**What is needed**
In the records below, pick out all lines containing the word "moments".
Start of Block
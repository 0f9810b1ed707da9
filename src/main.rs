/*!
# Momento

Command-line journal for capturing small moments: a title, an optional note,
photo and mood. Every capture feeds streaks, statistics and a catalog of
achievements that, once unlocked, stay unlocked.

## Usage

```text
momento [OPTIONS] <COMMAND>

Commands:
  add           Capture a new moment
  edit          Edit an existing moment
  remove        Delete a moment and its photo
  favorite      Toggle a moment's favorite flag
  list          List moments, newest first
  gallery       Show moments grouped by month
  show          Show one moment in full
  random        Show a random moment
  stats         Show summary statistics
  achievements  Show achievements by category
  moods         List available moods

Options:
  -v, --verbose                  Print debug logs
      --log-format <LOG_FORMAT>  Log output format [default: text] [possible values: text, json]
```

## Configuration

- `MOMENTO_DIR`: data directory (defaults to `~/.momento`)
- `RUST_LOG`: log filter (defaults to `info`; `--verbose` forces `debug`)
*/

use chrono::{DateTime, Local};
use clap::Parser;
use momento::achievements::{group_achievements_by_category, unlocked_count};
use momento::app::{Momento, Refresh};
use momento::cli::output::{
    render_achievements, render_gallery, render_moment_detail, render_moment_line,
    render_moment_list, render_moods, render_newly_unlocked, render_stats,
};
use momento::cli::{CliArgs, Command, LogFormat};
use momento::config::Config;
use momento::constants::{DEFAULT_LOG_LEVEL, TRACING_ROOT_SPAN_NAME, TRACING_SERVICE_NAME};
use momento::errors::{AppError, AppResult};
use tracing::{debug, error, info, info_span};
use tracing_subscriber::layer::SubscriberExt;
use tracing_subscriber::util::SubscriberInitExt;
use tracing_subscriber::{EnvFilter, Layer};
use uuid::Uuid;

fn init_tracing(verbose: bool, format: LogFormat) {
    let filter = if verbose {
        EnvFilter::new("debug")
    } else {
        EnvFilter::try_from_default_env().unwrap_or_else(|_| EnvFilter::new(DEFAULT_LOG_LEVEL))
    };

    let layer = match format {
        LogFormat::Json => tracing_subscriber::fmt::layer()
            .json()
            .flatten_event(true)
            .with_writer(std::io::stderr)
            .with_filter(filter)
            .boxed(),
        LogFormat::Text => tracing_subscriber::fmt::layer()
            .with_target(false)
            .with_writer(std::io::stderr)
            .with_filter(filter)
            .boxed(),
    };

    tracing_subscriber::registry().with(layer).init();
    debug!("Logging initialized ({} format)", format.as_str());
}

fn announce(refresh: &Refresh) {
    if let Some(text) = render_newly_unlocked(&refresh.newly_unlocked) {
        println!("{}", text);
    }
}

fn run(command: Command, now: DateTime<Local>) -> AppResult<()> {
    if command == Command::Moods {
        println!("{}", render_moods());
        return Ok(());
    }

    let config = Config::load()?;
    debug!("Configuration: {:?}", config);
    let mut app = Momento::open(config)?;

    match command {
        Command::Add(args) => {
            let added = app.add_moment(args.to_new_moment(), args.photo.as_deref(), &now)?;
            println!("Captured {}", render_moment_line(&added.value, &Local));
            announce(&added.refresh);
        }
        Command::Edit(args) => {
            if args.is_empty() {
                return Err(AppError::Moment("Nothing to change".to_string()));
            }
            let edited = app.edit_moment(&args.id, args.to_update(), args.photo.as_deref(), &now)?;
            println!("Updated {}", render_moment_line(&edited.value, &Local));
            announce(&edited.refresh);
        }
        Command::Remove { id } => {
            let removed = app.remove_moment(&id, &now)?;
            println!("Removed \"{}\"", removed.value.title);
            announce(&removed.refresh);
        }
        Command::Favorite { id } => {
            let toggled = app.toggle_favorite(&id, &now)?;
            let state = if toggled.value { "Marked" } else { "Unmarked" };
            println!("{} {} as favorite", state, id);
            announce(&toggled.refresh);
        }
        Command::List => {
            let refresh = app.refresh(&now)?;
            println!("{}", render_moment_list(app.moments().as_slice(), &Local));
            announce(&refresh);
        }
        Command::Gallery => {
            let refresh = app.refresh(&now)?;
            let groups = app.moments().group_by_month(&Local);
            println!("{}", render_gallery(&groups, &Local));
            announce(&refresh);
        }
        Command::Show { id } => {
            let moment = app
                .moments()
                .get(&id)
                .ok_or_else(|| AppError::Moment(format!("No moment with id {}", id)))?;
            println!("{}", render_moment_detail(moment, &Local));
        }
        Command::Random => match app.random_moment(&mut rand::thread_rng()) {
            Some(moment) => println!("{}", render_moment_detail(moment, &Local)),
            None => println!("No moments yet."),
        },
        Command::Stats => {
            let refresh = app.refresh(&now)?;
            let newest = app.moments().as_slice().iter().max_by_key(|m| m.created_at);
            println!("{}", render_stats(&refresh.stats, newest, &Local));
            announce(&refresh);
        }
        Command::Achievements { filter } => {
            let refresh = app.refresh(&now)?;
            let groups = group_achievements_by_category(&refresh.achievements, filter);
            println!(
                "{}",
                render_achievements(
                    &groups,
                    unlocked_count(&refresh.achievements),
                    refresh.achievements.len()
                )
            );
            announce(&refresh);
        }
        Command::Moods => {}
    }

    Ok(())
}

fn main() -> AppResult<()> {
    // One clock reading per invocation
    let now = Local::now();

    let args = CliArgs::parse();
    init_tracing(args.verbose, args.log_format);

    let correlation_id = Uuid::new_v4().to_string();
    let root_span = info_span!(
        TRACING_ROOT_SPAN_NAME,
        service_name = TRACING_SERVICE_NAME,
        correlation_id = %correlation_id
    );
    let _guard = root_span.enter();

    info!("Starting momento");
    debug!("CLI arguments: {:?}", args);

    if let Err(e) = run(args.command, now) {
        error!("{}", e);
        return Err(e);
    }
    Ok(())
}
End of Block
Start of Block
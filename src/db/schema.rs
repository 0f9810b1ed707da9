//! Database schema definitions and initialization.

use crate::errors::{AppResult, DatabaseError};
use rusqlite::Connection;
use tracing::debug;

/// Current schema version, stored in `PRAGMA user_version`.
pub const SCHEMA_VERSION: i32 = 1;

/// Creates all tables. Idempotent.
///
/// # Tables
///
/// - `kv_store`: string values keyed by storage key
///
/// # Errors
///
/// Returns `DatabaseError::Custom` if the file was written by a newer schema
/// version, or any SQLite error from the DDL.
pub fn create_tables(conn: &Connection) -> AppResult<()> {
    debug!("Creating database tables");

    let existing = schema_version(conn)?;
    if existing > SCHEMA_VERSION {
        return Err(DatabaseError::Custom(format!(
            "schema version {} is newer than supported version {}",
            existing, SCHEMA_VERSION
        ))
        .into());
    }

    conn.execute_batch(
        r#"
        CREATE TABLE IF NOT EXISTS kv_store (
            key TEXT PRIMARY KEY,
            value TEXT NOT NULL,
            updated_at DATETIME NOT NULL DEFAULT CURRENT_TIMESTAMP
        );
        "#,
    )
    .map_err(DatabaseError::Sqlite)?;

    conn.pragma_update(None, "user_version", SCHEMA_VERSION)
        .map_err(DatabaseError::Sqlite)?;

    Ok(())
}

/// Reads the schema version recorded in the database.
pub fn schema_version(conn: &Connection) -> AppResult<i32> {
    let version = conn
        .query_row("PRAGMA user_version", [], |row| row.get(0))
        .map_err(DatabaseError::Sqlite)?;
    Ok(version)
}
End of Block
**Exercise solution**
Command-line journal for capturing small moments: a title, an optional note,
  list          List moments, newest first
  gallery       Show moments grouped by month
            println!("{}", render_moment_list(app.moments().as_slice(), &Local));
            let groups = app.moments().group_by_month(&Local);
                .moments()
            None => println!("No moments yet."),
            let newest = app.moments().as_slice().iter().max_by_key(|m| m.created_at);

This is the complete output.